E Renzi ne è consapevole, tanto da aprire, in un’intervista al Corsera, ad una soluzione a lui di certo poco gradita: quella del Congresso e del voto a febbraio 2018. Una soluzione che serve all’ex premier anche a ‘sparigliare’, a prender tempo, in attesa delle motivazioni della Corte: prima di allora, raccontano i parlamentari a lui vicini, Renzi non parlerà di legge elettorale, mentre risulta alta la sua preoccupazione per il braccio di ferro sui conti tra Ue e Italia.

Di legge elettorale parla invece al Corsera Dario Franceschini, non chiudendo alle elezioni a giugno ma proponendo un sentiero meno frettoloso: una nuovo sistema forgiato dalle Camere e con premio alla coalizione, primarie di centrosinistra e, solo allora, le urne. Un consiglio che il ministro della Cultura recapita al Nazareno e che non può, tuttavia, essere separato dal peso (decisivo per la maggioranza nel Pd) che Franceschini ha su tessere e parlamentari del partito.

E il ‘lodo’ Franceschini riscuote, con il passare delle ore, un successo trasversale incassando non solo l’ok dei centristi (potenziali alleati di coalizione) ma anche della minoranza Pd: “le scorciatoie non hanno mai portato lontano”, sentenzia il bersaniano Miguel Gotor.

E i renziani? Scalpitano nel silenzio. Calcolano che l’ultimo scorcio utile per il voto il 25 giugno è a fine aprile ma trasudano un umore nerissimo. Perché il lodo Franceschini porta, con sé, quello che non esitano a definire un ‘cul de sac’ che suona un po’ così: una legge elettorale con premio alla coalizione è l’unica, al momento, che potrebbe avere una maggioranza parlamentare.

Ma quella stessa maggioranza è composta in gran parte da correnti Pd e partiti che non vogliono il voto anticipato. Il rischio per il segretario è quindi quello di finire in un ‘cubo di Rubik’ che ha come unica soluzione il voto a febbraio. Anche perché le urne anticipate agitano anche il governo.

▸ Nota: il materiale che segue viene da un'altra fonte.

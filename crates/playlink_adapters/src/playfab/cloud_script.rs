use async_trait::async_trait;
use playlink_core::entities::{ScriptExecution, ScriptFailure, ScriptLog, Session};
use playlink_core::ports::ScriptService;
use playlink_core::Error;
use serde_json::Value;
use tracing::instrument;

use super::models::{ExecuteCloudScriptRequest, ExecuteCloudScriptResult};
use super::PlayFabClient;

impl From<ExecuteCloudScriptResult> for ScriptExecution {
    fn from(result: ExecuteCloudScriptResult) -> Self {
        Self {
            function_name: result.function_name,
            result: result.function_result,
            logs: result
                .logs
                .into_iter()
                .map(|l| ScriptLog {
                    level: l.level,
                    message: l.message,
                })
                .collect(),
            error: result.error.map(|e| ScriptFailure {
                error: e.error,
                message: e.message,
            }),
        }
    }
}

#[async_trait]
impl ScriptService for PlayFabClient {
    #[instrument(skip(self, session, params), fields(player_id = %session.player_id))]
    async fn execute(
        &self,
        session: &Session,
        function_name: &str,
        params: &Value,
        generate_play_stream_event: bool,
    ) -> Result<ScriptExecution, Error> {
        let request = ExecuteCloudScriptRequest {
            function_name,
            function_parameter: params,
            generate_play_stream_event,
        };

        let result: ExecuteCloudScriptResult = self
            .call("ExecuteCloudScript", &request, Some(&session.session_ticket))
            .await?;

        Ok(result.into())
    }
}
use async_trait::async_trait;
use playlink_core::entities::{Credential, DeviceId, DevicePlatform, LoginMethod, Session};
use playlink_core::error::AuthError;
use playlink_core::ports::IdentityService;
use playlink_core::Error;
use tracing::{info, instrument};

use super::models::{
    AddUsernamePasswordRequest, AddUsernamePasswordResult, LoginResult,
    LoginWithAndroidDeviceIdRequest, LoginWithCustomIdRequest, LoginWithEmailAddressRequest,
    LoginWithIosDeviceIdRequest, RegisterPlayFabUserRequest, RegisterPlayFabUserResult,
};
use super::PlayFabClient;

/// Map a PlayFab error name onto the auth taxonomy
pub fn parse_auth_error(code: &str, message: &str) -> AuthError {
    match code {
        "AccountNotFound" => AuthError::AccountNotFound,
        "InvalidEmailOrPassword"
        | "InvalidUsernameOrPassword"
        | "InvalidPassword"
        | "InvalidEmailAddress"
        | "InvalidUsername"
        | "InvalidParams" => AuthError::InvalidCredential,
        "EmailAddressNotAvailable" | "UsernameNotAvailable" | "AccountAlreadyLinked" => {
            AuthError::AlreadyRegistered
        }
        _ if message.is_empty() => AuthError::Unknown(code.to_string()),
        _ => AuthError::Unknown(message.to_string()),
    }
}

fn auth_failure(e: Error) -> Error {
    match e {
        Error::Api { code, message } => Error::Auth(parse_auth_error(&code, &message)),
        other => other,
    }
}

fn into_session(result: LoginResult, method: LoginMethod) -> Session {
    Session {
        player_id: result.playfab_id,
        session_ticket: result.session_ticket,
        newly_created: result.newly_created,
        method,
    }
}

#[async_trait]
impl IdentityService for PlayFabClient {
    #[instrument(skip(self, credential), fields(email = %credential.email))]
    async fn login_with_email(&self, credential: &Credential) -> Result<Session, Error> {
        let request = LoginWithEmailAddressRequest {
            title_id: &self.title_id,
            email: &credential.email,
            password: &credential.password,
        };

        let result: LoginResult = self
            .call("LoginWithEmailAddress", &request, None)
            .await
            .map_err(auth_failure)?;

        Ok(into_session(result, LoginMethod::EmailPassword))
    }

    #[instrument(skip(self), fields(platform = %device.platform))]
    async fn login_with_device(&self, device: &DeviceId) -> Result<Session, Error> {
        let result: LoginResult = match device.platform {
            DevicePlatform::Android => {
                let request = LoginWithAndroidDeviceIdRequest {
                    title_id: &self.title_id,
                    android_device_id: &device.id,
                    create_account: true,
                };
                self.call("LoginWithAndroidDeviceID", &request, None).await
            }
            DevicePlatform::Ios => {
                let request = LoginWithIosDeviceIdRequest {
                    title_id: &self.title_id,
                    device_id: &device.id,
                    create_account: true,
                };
                self.call("LoginWithIOSDeviceID", &request, None).await
            }
            DevicePlatform::Desktop => {
                let request = LoginWithCustomIdRequest {
                    title_id: &self.title_id,
                    custom_id: &device.id,
                    create_account: true,
                };
                self.call("LoginWithCustomID", &request, None).await
            }
        }
        .map_err(auth_failure)?;

        if result.newly_created {
            info!(player_id = %result.playfab_id, "created account for device");
        }

        Ok(into_session(result, LoginMethod::Device))
    }

    #[instrument(skip(self, credential), fields(email = %credential.email))]
    async fn register(&self, credential: &Credential) -> Result<Session, Error> {
        let request = RegisterPlayFabUserRequest {
            title_id: &self.title_id,
            email: &credential.email,
            password: &credential.password,
            username: credential.display_name.as_deref(),
            require_both_username_and_email: credential.display_name.is_some(),
        };

        let result: RegisterPlayFabUserResult = self
            .call("RegisterPlayFabUser", &request, None)
            .await
            .map_err(auth_failure)?;

        info!(player_id = %result.playfab_id, username = ?result.username, "registered new player");

        Ok(Session {
            player_id: result.playfab_id,
            session_ticket: result.session_ticket,
            newly_created: true,
            method: LoginMethod::Registration,
        })
    }

    #[instrument(skip(self, session, credential), fields(email = %credential.email))]
    async fn add_username_password(
        &self,
        session: &Session,
        credential: &Credential,
    ) -> Result<(), Error> {
        let request = AddUsernamePasswordRequest {
            email: &credential.email,
            password: &credential.password,
            username: credential.display_name.as_deref(),
        };

        let result: AddUsernamePasswordResult = self
            .call("AddUsernamePassword", &request, Some(&session.session_ticket))
            .await
            .map_err(auth_failure)?;

        info!(username = ?result.username, "linked email login");
        Ok(())
    }
}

“Nessun partito dietro e nessun futuro politico davanti…ma grande libertà di dire quello che penso sull’interesse dell’Italia”, è il tweet con cui Carlo Calenda replica al collega Graziano Delrio, che lo aveva definito “il capo dei tecnici”.

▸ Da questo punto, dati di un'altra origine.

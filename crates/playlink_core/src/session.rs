//! Shared session state.
//!
//! Authentication attempts are serialized through an async gate: a second
//! login waits until the first one has settled, so the stored session is
//! always the one from the last completed attempt.

use std::sync::{RwLock, RwLockReadGuard, RwLockWriteGuard};

use tokio::sync::{Mutex, MutexGuard};
use tracing::debug;

use crate::entities::{Session, SessionState};
use crate::error::Error;

#[derive(Debug, Default)]
struct Current {
    state: SessionState,
    session: Option<Session>,
}

/// Process-wide session context, shared by the clients through an `Arc`
#[derive(Debug, Default)]
pub struct SessionContext {
    current: RwLock<Current>,
    auth_gate: Mutex<()>,
}

impl SessionContext {
    pub fn new() -> Self {
        Self::default()
    }

    pub fn state(&self) -> SessionState {
        self.read().state
    }

    pub fn session(&self) -> Option<Session> {
        self.read().session.clone()
    }

    /// Current session, only while logged in
    pub fn require_session(&self) -> Result<Session, Error> {
        let current = self.read();
        match (&current.state, &current.session) {
            (SessionState::LoggedIn, Some(session)) => Ok(session.clone()),
            _ => Err(Error::NotLoggedIn),
        }
    }

    /// Wait for any in-flight attempt, then enter `Authenticating`.
    pub async fn begin_auth(&self) -> AuthAttempt<'_> {
        let gate = self.auth_gate.lock().await;
        self.write().state = SessionState::Authenticating;
        debug!("authentication attempt started");
        AuthAttempt {
            context: self,
            _gate: gate,
            settled: false,
        }
    }

    /// Drop the session and return to `LoggedOut`.
    pub async fn end(&self) {
        let _gate = self.auth_gate.lock().await;
        let mut current = self.write();
        current.state = SessionState::LoggedOut;
        current.session = None;
    }

    fn read(&self) -> RwLockReadGuard<'_, Current> {
        self.current.read().unwrap_or_else(|e| e.into_inner())
    }

    fn write(&self) -> RwLockWriteGuard<'_, Current> {
        self.current.write().unwrap_or_else(|e| e.into_inner())
    }
}

/// Exclusive authentication attempt.
///
/// Dropping it unsettled counts as a failure.
pub struct AuthAttempt<'a> {
    context: &'a SessionContext,
    _gate: MutexGuard<'a, ()>,
    settled: bool,
}

impl AuthAttempt<'_> {
    pub fn succeed(mut self, session: Session) {
        let mut current = self.context.write();
        current.state = SessionState::LoggedIn;
        current.session = Some(session);
        self.settled = true;
    }

    pub fn fail(mut self) {
        self.reset();
        self.settled = true;
    }

    fn reset(&self) {
        let mut current = self.context.write();
        current.state = SessionState::LoggedOut;
        current.session = None;
    }
}

impl Drop for AuthAttempt<'_> {
    fn drop(&mut self) {
        if !self.settled {
            self.reset();
        }
    }
}
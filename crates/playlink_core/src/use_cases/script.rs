use std::sync::Arc;
use std::time::Duration;

use serde_json::{json, Value};
use tracing::{debug, error, info, instrument, warn};

use crate::config::ScriptSettings;
use crate::entities::PlayerStats;
use crate::error::Error;
use crate::ports::ScriptService;
use crate::session::SessionContext;
use crate::use_cases::with_timeout;

/// Key the stats script uses for its human-readable reply
pub const MESSAGE_VALUE_KEY: &str = "messageValue";

/// Look up the script's `messageValue` string, if it sent one.
pub fn message_value(result: &Value) -> Option<&str> {
    result.get(MESSAGE_VALUE_KEY).and_then(Value::as_str)
}

/// Runs named cloud functions for the logged-in player
pub struct ScriptInvoker<X: ScriptService> {
    scripts: Arc<X>,
    context: Arc<SessionContext>,
    settings: ScriptSettings,
    timeout: Duration,
}

impl<X: ScriptService> ScriptInvoker<X> {
    pub fn new(
        scripts: Arc<X>,
        context: Arc<SessionContext>,
        settings: ScriptSettings,
        timeout: Duration,
    ) -> Self {
        Self {
            scripts,
            context,
            settings,
            timeout,
        }
    }

    /// Execute `function_name` and return its untyped result (`Null` if none).
    #[instrument(skip(self, params))]
    pub async fn invoke(&self, function_name: &str, params: Value) -> Result<Value, Error> {
        let session = self.context.require_session()?;

        let execution = with_timeout(
            self.timeout,
            self.scripts.execute(
                &session,
                function_name,
                &params,
                self.settings.generate_play_stream_event,
            ),
        )
        .await
        .map_err(|e| {
            error!(error = %e, "cloud script request failed");
            e
        })?;

        for log in &execution.logs {
            debug!(level = %log.level, line = %log.message, "cloud script log");
        }

        if let Some(failure) = execution.error {
            error!(error = %failure.error, detail = %failure.message, "cloud script raised an error");
            return Err(Error::Script {
                function: function_name.to_string(),
                message: format!("{}: {}", failure.error, failure.message),
            });
        }

        Ok(execution.result.unwrap_or(Value::Null))
    }

    /// Run the configured stats function with the given totals.
    ///
    /// Returns the script's `messageValue`, if any.
    pub async fn update_player_stats(&self, stats: &PlayerStats) -> Result<Option<String>, Error> {
        let params = json!({
            "Money": stats.money,
            "Shafts": stats.shafts,
        });
        let function_name = self.settings.function_name.clone();
        let result = self.invoke(&function_name, params).await?;

        match message_value(&result) {
            Some(message) => {
                info!(reply = message, "cloud stats update finished");
                Ok(Some(message.to_string()))
            }
            None => {
                warn!("cloud stats update returned no messageValue");
                Ok(None)
            }
        }
    }
}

A dare voce agli oppositori del ‘lodo’ Franceschini è Matteo Orfini: “Chi rimpiange l’Ulivo dovrebbe ricordare che a far fallire quei governi furono le coalizioni. E che per superarle abbiamo fatto il Pd”, è il caustico tweet del presidente Pd.

Mentre Andrea Orlando, sostenitore dell’ ‘Italikos’, prova una mediazione parlando di “elezioni il più presto possibile” ma con “una legge seria”. Parole che il ministro accompagna ad un’avvertimento: “la cosa che ci deve preoccupare è il rischio scissione”. Un rischio che, al momento, solo il ‘lodo’ Franceschini sembra poter evitare.